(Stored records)
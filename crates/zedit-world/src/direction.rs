#![forbid(unsafe_code)]

//! Compass direction codec.
//!
//! Tile parameters store movement as a signed `(xstep, ystep)` pair where
//! exactly one axis is non-zero. The external 4-bit representation
//! ([`DirFlags`]) is always normalized to a single active bit.
//!
//! # Invariants
//!
//! 1. `Direction::from_step(d.step())` is the identity for all four `d`.
//! 2. `next()` cycles North → South → East → West → North, visiting each
//!    direction exactly once per four applications.
//! 3. `DirFlags` produced from a `Direction` has exactly one bit set.

use bitflags::bitflags;
use core::fmt;

/// One of the four compass directions a tile can face or move.
#[derive(Debug, Clone, Copy, PartialEq, Eq, Hash)]
pub enum Direction {
    /// Negative y step.
    North,
    /// Positive y step.
    South,
    /// Positive x step.
    East,
    /// Negative x step.
    West,
}

bitflags! {
    /// The packed 4-bit direction representation used by tile parameters.
    ///
    /// Normalized values carry exactly one bit; [`DirFlags::direction`]
    /// rejects anything else.
    #[derive(Debug, Clone, Copy, PartialEq, Eq, Hash)]
    pub struct DirFlags: u8 {
        /// Facing north.
        const NORTH = 0x01;
        /// Facing south.
        const SOUTH = 0x02;
        /// Facing east.
        const EAST  = 0x04;
        /// Facing west.
        const WEST  = 0x08;
    }
}

/// A step pair that does not describe exactly one compass direction.
///
/// Raised when both axes are zero (idle) or both are non-zero (diagonal).
/// Callers must supply a fallback direction of their own choosing.
#[derive(Debug, Clone, Copy, PartialEq, Eq)]
pub struct AmbiguousDirection {
    /// The offending x step.
    pub xstep: i16,
    /// The offending y step.
    pub ystep: i16,
}

impl fmt::Display for AmbiguousDirection {
    fn fmt(&self, f: &mut fmt::Formatter<'_>) -> fmt::Result {
        write!(
            f,
            "step pair ({}, {}) is not a single compass direction",
            self.xstep, self.ystep
        )
    }
}

impl std::error::Error for AmbiguousDirection {}

impl Direction {
    /// Decode a direction from a signed step pair.
    ///
    /// # Errors
    ///
    /// Returns [`AmbiguousDirection`] unless exactly one axis is non-zero.
    pub fn from_step(xstep: i16, ystep: i16) -> Result<Self, AmbiguousDirection> {
        match (xstep, ystep) {
            (0, y) if y < 0 => Ok(Self::North),
            (0, y) if y > 0 => Ok(Self::South),
            (x, 0) if x > 0 => Ok(Self::East),
            (x, 0) if x < 0 => Ok(Self::West),
            _ => Err(AmbiguousDirection { xstep, ystep }),
        }
    }

    /// Encode this direction as a unit step pair. Total inverse of
    /// [`Direction::from_step`].
    #[must_use]
    pub const fn step(self) -> (i16, i16) {
        match self {
            Self::North => (0, -1),
            Self::South => (0, 1),
            Self::East => (1, 0),
            Self::West => (-1, 0),
        }
    }

    /// Cyclic successor, wrapping after West.
    ///
    /// Drives "rotate on keypress" interactions in the param dialog.
    #[must_use]
    pub const fn next(self) -> Self {
        match self {
            Self::North => Self::South,
            Self::South => Self::East,
            Self::East => Self::West,
            Self::West => Self::North,
        }
    }

    /// The normalized single-bit flag form.
    #[must_use]
    pub const fn flags(self) -> DirFlags {
        match self {
            Self::North => DirFlags::NORTH,
            Self::South => DirFlags::SOUTH,
            Self::East => DirFlags::EAST,
            Self::West => DirFlags::WEST,
        }
    }

    /// Lowercase display name.
    #[must_use]
    pub const fn name(self) -> &'static str {
        match self {
            Self::North => "north",
            Self::South => "south",
            Self::East => "east",
            Self::West => "west",
        }
    }
}

impl DirFlags {
    /// Decode a normalized flag set back into a direction.
    ///
    /// Returns `None` unless exactly one bit is set.
    #[must_use]
    pub fn direction(self) -> Option<Direction> {
        match self {
            Self::NORTH => Some(Direction::North),
            Self::SOUTH => Some(Direction::South),
            Self::EAST => Some(Direction::East),
            Self::WEST => Some(Direction::West),
            _ => None,
        }
    }
}

impl From<Direction> for DirFlags {
    fn from(dir: Direction) -> Self {
        dir.flags()
    }
}

impl fmt::Display for Direction {
    fn fmt(&self, f: &mut fmt::Formatter<'_>) -> fmt::Result {
        f.write_str(self.name())
    }
}

#[cfg(test)]
mod tests {
    use super::*;

    #[test]
    fn step_round_trip() {
        for dir in [
            Direction::North,
            Direction::South,
            Direction::East,
            Direction::West,
        ] {
            let (dx, dy) = dir.step();
            assert_eq!(Direction::from_step(dx, dy), Ok(dir));
        }
    }

    #[test]
    fn cycle_closes_after_four() {
        let start = Direction::North;
        let mut seen = Vec::new();
        let mut dir = start;
        for _ in 0..4 {
            seen.push(dir);
            dir = dir.next();
        }
        assert_eq!(dir, start);
        seen.sort_by_key(|d| d.flags().bits());
        seen.dedup();
        assert_eq!(seen.len(), 4);
    }

    #[test]
    fn idle_and_diagonal_are_ambiguous() {
        assert!(Direction::from_step(0, 0).is_err());
        assert!(Direction::from_step(1, 1).is_err());
        assert!(Direction::from_step(-1, 2).is_err());
    }

    #[test]
    fn flags_are_single_bit() {
        for dir in [
            Direction::North,
            Direction::South,
            Direction::East,
            Direction::West,
        ] {
            let flags = dir.flags();
            assert_eq!(flags.bits().count_ones(), 1);
            assert_eq!(flags.direction(), Some(dir));
        }
        assert_eq!((DirFlags::NORTH | DirFlags::EAST).direction(), None);
        assert_eq!(DirFlags::empty().direction(), None);
    }
}
#![forbid(unsafe_code)]

//! World model: boards, tiles, parameter blocks, and the direction codec.
//!
//! This crate is the data layer of the zedit board editor. It owns no file
//! format; the on-disk container lives behind the [`World`] trait.

pub mod board;
pub mod direction;
pub mod param;
pub mod tile;
pub mod world;

pub use board::{BOARD_HEIGHT, BOARD_WIDTH, Board};
pub use direction::{AmbiguousDirection, DirFlags, Direction};
pub use param::{DATA_SLOTS, Param};
pub use tile::{COLOR_NAMES, Tile, TileKind, color_background, color_blink, color_foreground, color_name};
pub use world::{MemoryWorld, World};
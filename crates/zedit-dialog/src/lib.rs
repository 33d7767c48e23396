#![forbid(unsafe_code)]

//! Tile parameter editing: program serialization, the option model, and
//! dialog assembly.
//!
//! The dialog renderer itself is external; this crate only produces the
//! data it consumes ([`ParamDialog`]) and the edit operations it invokes
//! ([`apply_option`], [`apply_option_delta`]).

pub mod dialog;
pub mod options;
pub mod program;

pub use dialog::{ParamDialog, build_param_dialog, build_tile_info_dialog};
pub use options::{
    ClampPolicy, DataDisplay, ParamField, ParamOption, ProgramEditor, apply_option,
    apply_option_delta, build_options, format_option_value,
};
pub use program::{LINE_BREAK, PROGRAM_EDIT_WIDTH, from_editable_lines, to_editable_lines};
#[cfg(test)]
mod tests {
    use super::*;
    use zedit_world::MemoryWorld;

    struct NoEditor;

    impl ProgramEditor for NoEditor {
        fn edit(&mut self, _lines: Vec<String>) -> Option<Vec<String>> {
            None
        }
    }

    struct ReplaceEditor(Vec<String>);

    impl ProgramEditor for ReplaceEditor {
        fn edit(&mut self, _lines: Vec<String>) -> Option<Vec<String>> {
            Some(self.0.clone())
        }
    }

    fn world_with(kind: TileKind, param: Param) -> MemoryWorld {
        let mut world = MemoryWorld::new("Town");
        world.set_tile(3, 3, Tile::with_param(kind, 0x0f, param));
        world
    }

    fn option(world: &MemoryWorld, label: &str) -> ParamOption {
        build_options(world, 3, 3)
            .into_iter()
            .find(|o| o.label == label)
            .expect("option present")
    }

    #[test]
    fn plain_tiles_have_no_options() {
        let mut world = MemoryWorld::new("Town");
        world.set_tile(1, 1, Tile::new(TileKind::SolidWall, 0x0e));
        assert!(build_options(&world, 1, 1).is_empty());
        // Param kind without an actual block: nothing to edit either.
        world.set_tile(2, 1, Tile::new(TileKind::Lion, 0x0c));
        assert!(build_options(&world, 2, 1).is_empty());
    }

    #[test]
    fn direction_step_cycles() {
        let mut world = world_with(TileKind::Pusher, Param::facing(Direction::North));
        let opt = option(&world, "Direction");
        assert!(apply_option(&mut world, 3, 3, &opt, &mut NoEditor));
        let param = world.tile(3, 3).param.as_ref().unwrap();
        assert_eq!(param.direction(), Ok(Direction::South));
    }

    #[test]
    fn idle_direction_steps_to_north() {
        let mut world = world_with(TileKind::Pusher, Param::new());
        let opt = option(&world, "Direction");
        assert!(apply_option(&mut world, 3, 3, &opt, &mut NoEditor));
        let param = world.tile(3, 3).param.as_ref().unwrap();
        assert_eq!(param.direction(), Ok(Direction::North));
    }

    #[test]
    fn delta_saturates_at_bounds() {
        let mut param = Param::new();
        param.data[0] = 8;
        let mut world = world_with(TileKind::Bomb, param);
        let opt = option(&world, "Countdown");
        // range [0, 9], 8 + 5 clamps to 9
        assert!(apply_option_delta(&mut world, 3, 3, &opt, 5));
        assert_eq!(world.tile(3, 3).param.as_ref().unwrap().data[0], 9);
        // already pinned: no change
        assert!(!apply_option_delta(&mut world, 3, 3, &opt, 3));
        assert!(apply_option_delta(&mut world, 3, 3, &opt, -20));
        assert_eq!(world.tile(3, 3).param.as_ref().unwrap().data[0], 0);
    }

    #[test]
    fn firing_type_wraps() {
        let mut param = Param::new();
        param.data[2] = 1;
        let mut world = world_with(TileKind::Tiger, param);
        let opt = option(&world, "Firing type");
        assert!(apply_option(&mut world, 3, 3, &opt, &mut NoEditor));
        assert_eq!(world.tile(3, 3).param.as_ref().unwrap().data[2], 0);
    }

    #[test]
    fn cancelled_program_edit_changes_nothing() {
        let mut param = Param::new();
        param.program = b"#end".to_vec();
        let mut world = world_with(TileKind::Object, param);
        let opt = option(&world, "Program");
        assert!(!apply_option(&mut world, 3, 3, &opt, &mut NoEditor));
        assert_eq!(world.tile(3, 3).param.as_ref().unwrap().program, b"#end");
    }

    #[test]
    fn program_edit_preserves_other_fields() {
        let mut param = Param::facing(Direction::East);
        param.cycle = 3;
        param.data[0] = 2;
        param.program = b"#end".to_vec();
        let mut world = world_with(TileKind::Object, param);
        let opt = option(&world, "Program");
        let mut editor = ReplaceEditor(vec!["@guard".to_owned(), "#walk n".to_owned()]);
        assert!(apply_option(&mut world, 3, 3, &opt, &mut editor));
        let param = world.tile(3, 3).param.as_ref().unwrap();
        assert_eq!(param.program, b"@guard\r#walk n");
        // Only the program was replaced.
        assert_eq!(param.direction(), Ok(Direction::East));
        assert_eq!(param.cycle, 3);
        assert_eq!(param.data[0], 2);
    }

    #[test]
    fn passage_destination_formats_board_name() {
        let mut param = Param::new();
        param.data[2] = 1;
        let mut world = world_with(TileKind::Passage, param);
        world.push_board_name("Armory");
        let opt = option(&world, "Destination");
        let text = format_option_value(world.tile(3, 3), &opt.field, &world);
        assert_eq!(text, "Armory");
    }

    #[test]
    fn format_covers_display_kinds() {
        let mut param = Param::facing(Direction::West);
        param.data[0] = b'A';
        param.data[2] = 1;
        param.program = b"#end".to_vec();
        let world = world_with(TileKind::Object, param);
        let tile = world.tile(3, 3);
        assert_eq!(
            format_option_value(tile, &ParamField::Direction, &world),
            "west"
        );
        let glyph = ParamField::Data {
            slot: 0,
            lo: 1,
            hi: 255,
            policy: ClampPolicy::Wrap,
            display: DataDisplay::Glyph,
        };
        assert_eq!(format_option_value(tile, &glyph, &world), "A");
        let firing = ParamField::Data {
            slot: 2,
            lo: 0,
            hi: 1,
            policy: ClampPolicy::Wrap,
            display: DataDisplay::FiringKind,
        };
        assert_eq!(format_option_value(tile, &firing, &world), "stars");
        assert_eq!(
            format_option_value(tile, &ParamField::Program, &world),
            "4 bytes"
        );
    }
}
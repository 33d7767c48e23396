#![forbid(unsafe_code)]

//! The world store contract.
//!
//! The editor core never touches the on-disk world container; it sees the
//! current board and the board list through this trait. [`MemoryWorld`] is
//! the reference implementation used by tests and demos.

use crate::board::Board;
use crate::tile::Tile;

/// Read/write access to the world being edited.
///
/// All coordinates refer to the current board. Out-of-range coordinates
/// are a caller bug and panic, matching [`Board`] semantics.
pub trait World {
    /// Current board width in tiles.
    fn board_width(&self) -> u16;

    /// Current board height in tiles.
    fn board_height(&self) -> u16;

    /// The tile at (x, y) on the current board.
    fn tile(&self, x: u16, y: u16) -> &Tile;

    /// Mutable access to the tile at (x, y) on the current board.
    fn tile_mut(&mut self, x: u16, y: u16) -> &mut Tile;

    /// Replace the tile at (x, y) on the current board.
    fn set_tile(&mut self, x: u16, y: u16, tile: Tile);

    /// Title of the current board.
    fn board_title(&self) -> &str;

    /// Title of the world.
    fn world_title(&self) -> &str;

    /// Number of boards in the world.
    fn board_count(&self) -> u8;

    /// Title of the board at `index`, if it exists.
    ///
    /// Used to decode passage destinations for display.
    fn board_name(&self, index: u8) -> Option<&str>;
}

/// A self-contained in-memory world: one editable board plus the titles
/// of the other boards (enough to resolve passage destinations).
#[derive(Debug, Clone)]
pub struct MemoryWorld {
    title: String,
    board: Board,
    board_names: Vec<String>,
}

impl MemoryWorld {
    /// A world holding a single empty classic board.
    #[must_use]
    pub fn new(title: impl Into<String>) -> Self {
        let title = title.into();
        let board = Board::classic(title.clone());
        let board_names = vec![board.title().to_owned()];
        Self {
            title,
            board,
            board_names,
        }
    }

    /// A world around an existing board.
    #[must_use]
    pub fn with_board(title: impl Into<String>, board: Board) -> Self {
        let board_names = vec![board.title().to_owned()];
        Self {
            title: title.into(),
            board,
            board_names,
        }
    }

    /// Register an additional board title (passage destination target).
    pub fn push_board_name(&mut self, name: impl Into<String>) {
        self.board_names.push(name.into());
    }

    /// The current board.
    #[must_use]
    pub fn board(&self) -> &Board {
        &self.board
    }

    /// Mutable access to the current board.
    pub fn board_mut(&mut self) -> &mut Board {
        &mut self.board
    }
}

impl World for MemoryWorld {
    fn board_width(&self) -> u16 {
        self.board.width()
    }

    fn board_height(&self) -> u16 {
        self.board.height()
    }

    fn tile(&self, x: u16, y: u16) -> &Tile {
        self.board.tile(x, y)
    }

    fn tile_mut(&mut self, x: u16, y: u16) -> &mut Tile {
        self.board.tile_mut(x, y)
    }

    fn set_tile(&mut self, x: u16, y: u16, tile: Tile) {
        self.board.set_tile(x, y, tile);
    }

    fn board_title(&self) -> &str {
        self.board.title()
    }

    fn world_title(&self) -> &str {
        &self.title
    }

    fn board_count(&self) -> u8 {
        self.board_names.len().min(u8::MAX as usize) as u8
    }

    fn board_name(&self, index: u8) -> Option<&str> {
        self.board_names.get(index as usize).map(String::as_str)
    }
}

◆ Exercise requirements ◆
Collect every line from the records above that contains the word "text".

◆ Written answer ◆
        let text = format_option_value(world.tile(3, 3), &opt.field, &world);
        assert_eq!(text, "Armory");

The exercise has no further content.